Our parade of 4 white vans and Erin’s minivan was the only sign of civilization to be seen in any direction for the majority of our 2 hour trek. We were heading for the Rockwood lithium mine, the only site of lithium production in the United States. Most of us Terrascopers had read about this mine the night before in the booklet given to us with background information on all the locations we’re visiting, so we had some knowledge of how their mining process worked. Brine is pumped out of the earth from aquifers and brought the surface, where the solution becomes more and more concentrated as it is moved through series of evaporation pools, until salts have precipitated, undesired elements are removed and they are left with three sellable forms of lithium: LiCO3, LiCl, and LiOH.
Though we had an idea of what to expect in terms of the mechanics of the mine, nothing could have prepared us for the scale. Massive evaporation bonds as large as a mile long spread out before us, each one more dazzlingly turquoise in color as salt concentrations increased. Our tour guide, Melissa, showed us how to perform water tests to monitor the state of the brine being pumped up from the earth, and also took us to the top of a huge mound of stockpiled sodium chloride (also known as halite, basically table salt, a byproduct of the lithium mining method) where we proceeded to taste-test the ground beneath our feet. It was quite savory.

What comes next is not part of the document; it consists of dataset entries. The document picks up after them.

//! # thinggraph-core
//!
//! The in-memory Thing Graph Engine.
//!
//! An IRI-addressed property graph of immutable *things*, together with:
//! - conversion from an RDF statement stream into things (`ingestor`) and
//!   back (`export`)
//! - a repository that runs reactive inference triggers on every store
//!   (`repository`, `inference`)
//! - resolution of templated IRIs into synthesized things (`template`)
//! - string interning for compact IRI storage (`symbols`, `formats`)
//!
//! ## Architectural Constraints
//!
//! - Pure Rust: no async, no network, no I/O inside the engine except the
//!   explicit file helpers (`formats::symbols`, `GraphConfig::load`)
//! - Synchronous: every operation runs to completion on the caller's thread
//! - Single writer per repository: stores take `&mut self`, finalized things
//!   are shared read-only as `Arc<Thing>`
//! - Explicit configuration: vocabulary IRIs come from a `GraphConfig`,
//!   never from ambient global state
//! - Logging goes through `tracing`; installing a subscriber is the caller's job

// =============================================================================
// MODULES
// =============================================================================

pub mod config;
pub mod export;
pub mod formats;
pub mod inference;
pub mod ingestor;
pub mod kinds;
pub mod primitives;
pub mod rdf;
pub mod repository;
pub mod symbols;
pub mod template;
pub mod types;

// =============================================================================
// RE-EXPORTS: Core Types (from types module)
// =============================================================================

pub use types::{GraphError, Properties, Thing, ThingBuilder, Value};

// =============================================================================
// RE-EXPORTS: Conversion
// =============================================================================

pub use export::Exporter;
pub use ingestor::{Ingestor, Things};
pub use rdf::{BlankId, Literal, Object, Statement, StatementSink, Subject};

// =============================================================================
// RE-EXPORTS: Repository & Inference
// =============================================================================

pub use config::{GraphConfig, Namespaces, Vocabulary};
pub use inference::RdfsPropertyTrigger;
pub use kinds::{KindTable, ThingKind};
pub use repository::{MemoryRepository, ThingRepository, ThingStore, Trigger, TriggerContext};
pub use template::{Bindings, IriTemplate, TemplateChain, TemplateRepository};

// =============================================================================
// RE-EXPORTS: Symbols
// =============================================================================

pub use symbols::{ConcurrentSymbolTable, ImmutableSymbolTable, SymbolTable, SymbolTableBuilder};
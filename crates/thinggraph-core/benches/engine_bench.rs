//! # Engine Benchmarks
//!
//! Performance benchmarks for thinggraph-core conversion, inference,
//! templates and interning.
//!
//! Run with: `cargo bench -p thinggraph-core`

use criterion::{BenchmarkId, Criterion, criterion_group, criterion_main};
use std::hint::black_box;
use thinggraph_core::primitives::{RDF_PROPERTY, RDFS_DOMAIN, XSD_STRING};
use thinggraph_core::{
    BlankId, ConcurrentSymbolTable, Exporter, Ingestor, KindTable, Literal, MemoryRepository,
    Object, RdfsPropertyTrigger, Statement, Subject, Thing, ThingRepository, ThingStore, Value,
};

/// N things with two scalar fields and one embedded struct each.
fn create_statements(size: usize) -> Vec<Statement> {
    let mut statements = Vec::with_capacity(size * 4);
    for i in 0..size {
        let subject = format!("https://example.org/thing/{}", i);
        let label = BlankId::new(format!("n{}", i));
        statements.push(Statement::iri(
            subject.clone(),
            "https://schema.org/name",
            Object::Literal(Literal::typed(format!("thing {}", i), XSD_STRING)),
        ));
        statements.push(Statement::iri(
            subject.clone(),
            "https://schema.org/sameAs",
            Object::Iri(format!("https://example.org/thing/{}", (i + 1) % size)),
        ));
        statements.push(Statement::iri(
            subject,
            "https://enola.dev/nested",
            Object::Blank(label.clone()),
        ));
        statements.push(Statement::new(
            Subject::Blank(label),
            "https://schema.org/position",
            Object::Literal(Literal::typed(
                i.to_string(),
                "http://www.w3.org/2001/XMLSchema#integer",
            )),
        ));
    }
    statements
}

/// N properties spread over ten domain classes.
fn create_properties(size: usize) -> Vec<Thing> {
    let kinds = KindTable::default();
    (0..size)
        .map(|i| {
            kinds
                .builder(format!("https://example.org/prop/{}", i), RDF_PROPERTY)
                .with(
                    RDFS_DOMAIN,
                    Value::link(format!("https://example.org/Class{}", i % 10)),
                )
                .build()
                .expect("build")
        })
        .collect()
}

// =============================================================================
// BENCHMARKS
// =============================================================================

fn bench_ingest(c: &mut Criterion) {
    let mut group = c.benchmark_group("ingest");

    for size in [100, 1000, 10000].iter() {
        let statements = create_statements(*size);
        group.bench_with_input(BenchmarkId::from_parameter(size), size, |b, _| {
            b.iter(|| {
                let things = Ingestor::default()
                    .ingest(statements.iter().cloned())
                    .expect("ingest");
                black_box(things.len())
            });
        });
    }

    group.finish();
}

fn bench_export(c: &mut Criterion) {
    let mut group = c.benchmark_group("export");

    for size in [100, 1000, 10000].iter() {
        let mut repo = MemoryRepository::new();
        Ingestor::default()
            .load_into(create_statements(*size), &mut repo)
            .expect("load");

        group.bench_with_input(BenchmarkId::from_parameter(size), size, |b, _| {
            b.iter(|| {
                let mut sink: Vec<Statement> = Vec::new();
                Exporter::default()
                    .export_repository(&repo, &mut sink)
                    .expect("export");
                black_box(sink)
            });
        });
    }

    group.finish();
}

fn bench_store_with_trigger(c: &mut Criterion) {
    let mut group = c.benchmark_group("store_with_trigger");

    for size in [100, 1000].iter() {
        let properties = create_properties(*size);
        group.bench_with_input(BenchmarkId::from_parameter(size), size, |b, _| {
            b.iter(|| {
                let mut repo = MemoryRepository::new().with_trigger(RdfsPropertyTrigger::new());
                for property in &properties {
                    repo.store(property.clone()).expect("store");
                }
                black_box(repo.len())
            });
        });
    }

    group.finish();
}

fn bench_symbol_put(c: &mut Criterion) {
    let mut group = c.benchmark_group("symbol_put");

    for size in [1000, 10000].iter() {
        let symbols: Vec<String> = (0..*size)
            .map(|i| format!("https://example.org/thing/{}", i % (size / 2)))
            .collect();
        group.bench_with_input(BenchmarkId::from_parameter(size), size, |b, _| {
            b.iter(|| {
                let table = ConcurrentSymbolTable::new();
                for symbol in &symbols {
                    let _ = table.put(symbol);
                }
                black_box(table)
            });
        });
    }

    group.finish();
}

fn bench_repository_lookup(c: &mut Criterion) {
    let mut group = c.benchmark_group("repository_lookup");

    for size in [100, 1000, 10000].iter() {
        let mut repo = MemoryRepository::new();
        Ingestor::default()
            .load_into(create_statements(*size), &mut repo)
            .expect("load");
        let iri = format!("https://example.org/thing/{}", size / 2);

        group.bench_with_input(BenchmarkId::from_parameter(size), size, |b, _| {
            b.iter(|| black_box(repo.get(&iri)));
        });
    }

    group.finish();
}

criterion_group!(
    benches,
    bench_ingest,
    bench_export,
    bench_store_with_trigger,
    bench_symbol_put,
    bench_repository_lookup,
);
criterion_main!(benches);
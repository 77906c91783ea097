//! # Templated Identifiers
//!
//! IRIs with `{VAR}` placeholders, resolvable to and from concrete IRIs.
//!
//! - [`IriTemplate`]: parses one template, matches concrete IRIs against it
//!   and expands it with variable bindings
//! - [`TemplateChain`]: picks the template to use when several could match
//! - [`TemplateRepository`]: wraps a repository and synthesizes the instances
//!   of every class that declares an IRI template

mod chain;
mod repository;
mod splitter;

pub use chain::TemplateChain;
pub use repository::TemplateRepository;
pub use splitter::IriTemplate;

use std::collections::BTreeMap;

/// Variable name → value.
pub type Bindings = BTreeMap<String, String>;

After that, it was back in the vans and off to a cinder-cone volcano we had spotted in the distance. We stood at the foot and marveled as Sam explained to us the geological origins of such a phenomenon (an explosive blast resulting from the interaction of magma and underground water tables)… and then we got to climb it!
I was glad to be wearing hiking boots by the time we got to the top, as shifting and crumbling volcanic rock is not a great climbing surface while lacking ankle support. We took a few minutes to absorb the stellar view and then commenced our descent. At the bottom, we were feeling so victorious that a human pyramid spontaneously assembled before we got back in the vans. We visited a couple more geologic formations and then buckled up for the drive to Death Valley, which is where we’re heading now as I type. Apparently it’s going to be spectacular: it’s wildflower season and we’ll be driving in around sunset. Honestly, though, I’m having trouble imagining anything more beautiful than the stratified mountainsides zooming past us right now.
Everything in Nevada is so BIG. Wide empty desert, huge mountains and cloudless skies surround us, and I don’t believe I’m going to get used to their awe-inspiring majesty any time soon. But I’ll let you all know if I do.